*** Input for this task ***
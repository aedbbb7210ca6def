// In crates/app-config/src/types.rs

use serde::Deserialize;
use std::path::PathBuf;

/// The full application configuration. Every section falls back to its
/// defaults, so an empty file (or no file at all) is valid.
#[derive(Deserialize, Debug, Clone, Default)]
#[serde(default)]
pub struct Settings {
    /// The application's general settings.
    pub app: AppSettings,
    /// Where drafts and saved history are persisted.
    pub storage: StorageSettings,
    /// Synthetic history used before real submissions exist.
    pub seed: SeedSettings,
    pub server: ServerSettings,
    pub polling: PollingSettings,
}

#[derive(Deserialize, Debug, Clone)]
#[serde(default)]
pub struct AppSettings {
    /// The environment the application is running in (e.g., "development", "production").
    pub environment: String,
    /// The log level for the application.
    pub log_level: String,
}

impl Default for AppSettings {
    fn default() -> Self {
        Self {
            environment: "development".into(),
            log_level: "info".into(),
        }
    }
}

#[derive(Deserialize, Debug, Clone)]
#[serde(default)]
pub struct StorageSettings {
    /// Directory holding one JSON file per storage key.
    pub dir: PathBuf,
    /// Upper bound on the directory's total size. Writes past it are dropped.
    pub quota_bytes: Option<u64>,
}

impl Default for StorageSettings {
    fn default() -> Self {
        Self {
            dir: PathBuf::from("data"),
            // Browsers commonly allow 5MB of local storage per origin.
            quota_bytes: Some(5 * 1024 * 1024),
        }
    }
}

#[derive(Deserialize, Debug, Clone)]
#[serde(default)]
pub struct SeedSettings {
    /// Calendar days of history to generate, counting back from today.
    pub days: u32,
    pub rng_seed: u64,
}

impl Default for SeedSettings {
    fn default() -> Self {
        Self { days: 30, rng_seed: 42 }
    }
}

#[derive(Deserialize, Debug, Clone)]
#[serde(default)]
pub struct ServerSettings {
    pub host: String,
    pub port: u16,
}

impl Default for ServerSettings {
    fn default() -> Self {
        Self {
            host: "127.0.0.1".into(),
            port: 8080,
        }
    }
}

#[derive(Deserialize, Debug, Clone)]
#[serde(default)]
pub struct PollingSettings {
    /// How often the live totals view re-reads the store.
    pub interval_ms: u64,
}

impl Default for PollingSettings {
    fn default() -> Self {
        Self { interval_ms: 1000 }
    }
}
*** End of Input for this task ***
• _Exercise objective_: Copy out each line of the data exactly.

• _Solution to this exercise_:
repository aedbbb7210ca6def
// In crates/app-config/src/types.rs

use serde::Deserialize;
use std::path::PathBuf;

/// The full application configuration. Every section falls back to its
/// defaults, so an empty file (or no file at all) is valid.
#[derive(Deserialize, Debug, Clone, Default)]
#[serde(default)]
pub struct Settings {
    /// The application's general settings.
    pub app: AppSettings,
    /// Where drafts and saved history are persisted.
    pub storage: StorageSettings,
    /// Synthetic history used before real submissions exist.
    pub seed: SeedSettings,
    pub server: ServerSettings,
    pub polling: PollingSettings,
}

#[derive(Deserialize, Debug, Clone)]
#[serde(default)]
pub struct AppSettings {
    /// The environment the application is running in (e.g., "development", "production").
    pub environment: String,
    /// The log level for the application.
    pub log_level: String,
}

impl Default for AppSettings {
    fn default() -> Self {
        Self {
            environment: "development".into(),
            log_level: "info".into(),
        }
    }
}

#[derive(Deserialize, Debug, Clone)]
#[serde(default)]
pub struct StorageSettings {
    /// Directory holding one JSON file per storage key.
    pub dir: PathBuf,
    /// Upper bound on the directory's total size. Writes past it are dropped.
    pub quota_bytes: Option<u64>,
}

impl Default for StorageSettings {
    fn default() -> Self {
        Self {
            dir: PathBuf::from("data"),
            // Browsers commonly allow 5MB of local storage per origin.
            quota_bytes: Some(5 * 1024 * 1024),
        }
    }
}

#[derive(Deserialize, Debug, Clone)]
#[serde(default)]
pub struct SeedSettings {
    /// Calendar days of history to generate, counting back from today.
    pub days: u32,
    pub rng_seed: u64,
}

impl Default for SeedSettings {
    fn default() -> Self {
        Self { days: 30, rng_seed: 42 }
    }
}

#[derive(Deserialize, Debug, Clone)]
#[serde(default)]
pub struct ServerSettings {
    pub host: String,
    pub port: u16,
}

impl Default for ServerSettings {
    fn default() -> Self {
        Self {
            host: "127.0.0.1".into(),
            port: 8080,
        }
    }
}

#[derive(Deserialize, Debug, Clone)]
#[serde(default)]
pub struct PollingSettings {
    /// How often the live totals view re-reads the store.
    pub interval_ms: u64,
}

impl Default for PollingSettings {
    fn default() -> Self {
        Self { interval_ms: 1000 }
    }
}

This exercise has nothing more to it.